Recorded data
• • • • • • •
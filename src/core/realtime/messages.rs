//! Control-channel message types.
//!
//! Outbound events are a small subset of the provider's client events.
//! Inbound frames are parsed into [`ChannelMessage`], a closed set of the
//! kinds the client acts on; everything else is `Other`.

use serde::{Deserialize, Serialize};
use serde_json::Value;

// =============================================================================
// Client Events (sent to provider)
// =============================================================================

/// Events the client sends over the control channel.
#[derive(Debug, Clone, PartialEq, Serialize, Deserialize)]
#[serde(tag = "type")]
pub enum ClientEvent {
    /// Create a conversation item
    #[serde(rename = "conversation.item.create")]
    ConversationItemCreate {
        /// Item to create
        item: ConversationItem,
    },

    /// Ask the model to respond
    #[serde(rename = "response.create")]
    ResponseCreate,
}

impl ClientEvent {
    /// A user text message.
    pub fn user_text(text: impl Into<String>) -> Self {
        ClientEvent::ConversationItemCreate {
            item: ConversationItem::Message {
                role: "user".to_string(),
                content: vec![ContentPart::InputText { text: text.into() }],
            },
        }
    }

    /// The result of a function call. `output` must already be a JSON string.
    pub fn function_output(call_id: impl Into<String>, output: impl Into<String>) -> Self {
        ClientEvent::ConversationItemCreate {
            item: ConversationItem::FunctionCallOutput {
                call_id: call_id.into(),
                output: output.into(),
            },
        }
    }
}

/// Conversation item.
#[derive(Debug, Clone, PartialEq, Serialize, Deserialize)]
#[serde(tag = "type")]
pub enum ConversationItem {
    /// Message item
    #[serde(rename = "message")]
    Message {
        /// Role (user, assistant, system)
        role: String,
        /// Content parts
        content: Vec<ContentPart>,
    },

    /// Function call output
    #[serde(rename = "function_call_output")]
    FunctionCallOutput {
        /// Call ID the output answers
        call_id: String,
        /// Output, JSON-encoded
        output: String,
    },
}

/// Content part of a message item.
#[derive(Debug, Clone, PartialEq, Serialize, Deserialize)]
#[serde(tag = "type")]
pub enum ContentPart {
    /// Input text
    #[serde(rename = "input_text")]
    InputText {
        /// Text content
        text: String,
    },
}

// =============================================================================
// Channel Messages (received from provider)
// =============================================================================

/// Inbound control-channel frame, reduced to what the client acts on.
#[derive(Debug, Clone, PartialEq, Deserialize)]
#[serde(tag = "type")]
pub enum ChannelMessage {
    /// Complete function call in one frame
    #[serde(rename = "response.function_call", alias = "response.tool_call")]
    FunctionCall {
        #[serde(default)]
        name: Option<String>,
        call_id: String,
        #[serde(default, alias = "arguments_json")]
        arguments: String,
    },

    /// Streamed argument chunk
    #[serde(
        rename = "response.function_call_arguments.delta",
        alias = "response.function_call.arguments.delta"
    )]
    ArgumentsDelta {
        call_id: String,
        #[serde(default)]
        name: Option<String>,
        #[serde(default)]
        delta: String,
    },

    /// End of streamed arguments
    #[serde(
        rename = "response.function_call_arguments.done",
        alias = "response.function_call.arguments.done"
    )]
    ArgumentsDone {
        call_id: String,
        #[serde(default)]
        name: Option<String>,
        #[serde(default)]
        arguments: Option<String>,
    },

    /// Output item added; carries the function name for later argument events
    #[serde(rename = "response.output_item.added")]
    OutputItemAdded {
        /// The added item
        item: OutputItem,
    },

    /// End of a model response; calls not completed by now never will be
    #[serde(rename = "response.done")]
    ResponseDone,

    /// Anything else
    #[serde(other)]
    Other,
}

/// Output item as announced by `response.output_item.added`.
#[derive(Debug, Clone, PartialEq, Deserialize)]
pub struct OutputItem {
    /// Item type
    #[serde(rename = "type", default)]
    pub item_type: String,
    /// Call ID (function calls only)
    #[serde(default)]
    pub call_id: Option<String>,
    /// Function name (function calls only)
    #[serde(default)]
    pub name: Option<String>,
}

impl ChannelMessage {
    /// Parse one text frame.
    ///
    /// Fails only on non-JSON input. A frame of a known type that lacks
    /// required fields degrades to `Other` rather than failing.
    pub fn parse(text: &str) -> Result<(ChannelMessage, Option<String>), serde_json::Error> {
        let value: Value = serde_json::from_str(text)?;
        let kind = value.get("type").and_then(Value::as_str).map(str::to_string);
        let message = serde_json::from_value(value).unwrap_or_else(|e| {
            tracing::debug!("Unusable {:?} frame: {}", kind, e);
            ChannelMessage::Other
        });
        Ok((message, kind))
    }
}

#[cfg(test)]
mod tests {
    use super::*;
    use serde_json::json;

    #[test]
    fn test_function_output_wire_shape() {
        let event = ClientEvent::function_output("call_1", r#"{"id":"pf-1"}"#);
        let json = serde_json::to_value(&event).unwrap();
        assert_eq!(
            json,
            json!({
                "type": "conversation.item.create",
                "item": {
                    "type": "function_call_output",
                    "call_id": "call_1",
                    "output": "{\"id\":\"pf-1\"}"
                }
            })
        );
    }

    #[test]
    fn test_response_create_wire_shape() {
        let json = serde_json::to_value(ClientEvent::ResponseCreate).unwrap();
        assert_eq!(json, json!({ "type": "response.create" }));
    }

    #[test]
    fn test_user_text_wire_shape() {
        let json = serde_json::to_value(ClientEvent::user_text("Hi")).unwrap();
        assert_eq!(json["item"]["type"], "message");
        assert_eq!(json["item"]["role"], "user");
        assert_eq!(json["item"]["content"][0]["type"], "input_text");
        assert_eq!(json["item"]["content"][0]["text"], "Hi");
    }

    #[test]
    fn test_parse_single_shot_call_both_spellings() {
        let (msg, _) = ChannelMessage::parse(
            r#"{"type":"response.function_call","name":"question_bank_get","call_id":"c1","arguments_json":"{}"}"#,
        )
        .unwrap();
        assert_eq!(
            msg,
            ChannelMessage::FunctionCall {
                name: Some("question_bank_get".into()),
                call_id: "c1".into(),
                arguments: "{}".into(),
            }
        );

        let (msg, _) =
            ChannelMessage::parse(r#"{"type":"response.tool_call","call_id":"c2"}"#).unwrap();
        assert!(matches!(msg, ChannelMessage::FunctionCall { call_id, .. } if call_id == "c2"));
    }

    #[test]
    fn test_parse_argument_stream_both_spellings() {
        let (delta, _) = ChannelMessage::parse(
            r#"{"type":"response.function_call.arguments.delta","call_id":"c1","delta":"{\"qt"}"#,
        )
        .unwrap();
        assert!(matches!(delta, ChannelMessage::ArgumentsDelta { ref delta, .. } if delta == "{\"qt"));

        let (done, _) = ChannelMessage::parse(
            r#"{"type":"response.function_call_arguments.done","call_id":"c1","arguments":"{}","item_id":"i","output_index":0,"response_id":"r"}"#,
        )
        .unwrap();
        assert!(matches!(
            done,
            ChannelMessage::ArgumentsDone { arguments: Some(ref a), .. } if a == "{}"
        ));
    }

    #[test]
    fn test_parse_output_item_added() {
        let (msg, _) = ChannelMessage::parse(
            r#"{"type":"response.output_item.added","response_id":"r","output_index":0,"item":{"id":"i","type":"function_call","call_id":"c1","name":"question_bank_get"}}"#,
        )
        .unwrap();
        match msg {
            ChannelMessage::OutputItemAdded { item } => {
                assert_eq!(item.item_type, "function_call");
                assert_eq!(item.name.as_deref(), Some("question_bank_get"));
            }
            other => panic!("Expected OutputItemAdded, got {other:?}"),
        }
    }

    #[test]
    fn test_parse_other_and_degraded() {
        let (msg, kind) =
            ChannelMessage::parse(r#"{"type":"session.created","session":{}}"#).unwrap();
        assert_eq!(msg, ChannelMessage::Other);
        assert_eq!(kind.as_deref(), Some("session.created"));

        // Known type, missing call_id.
        let (msg, _) =
            ChannelMessage::parse(r#"{"type":"response.function_call_arguments.delta"}"#).unwrap();
        assert_eq!(msg, ChannelMessage::Other);

        let (msg, _) = ChannelMessage::parse(
            r#"{"type":"response.done","response":{"id":"resp_1","status":"completed","output":[]}}"#,
        )
        .unwrap();
        assert_eq!(msg, ChannelMessage::ResponseDone);

        let (msg, kind) = ChannelMessage::parse(r#"{"hello":1}"#).unwrap();
        assert_eq!(msg, ChannelMessage::Other);
        assert_eq!(kind, None);

        assert!(ChannelMessage::parse("not json").is_err());
    }
}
• • • • • • •
Work required:
From the data above, show each line that contains "acts".

Response box:
//! kinds the client acts on; everything else is `Other`.
/// Inbound control-channel frame, reduced to what the client acts on.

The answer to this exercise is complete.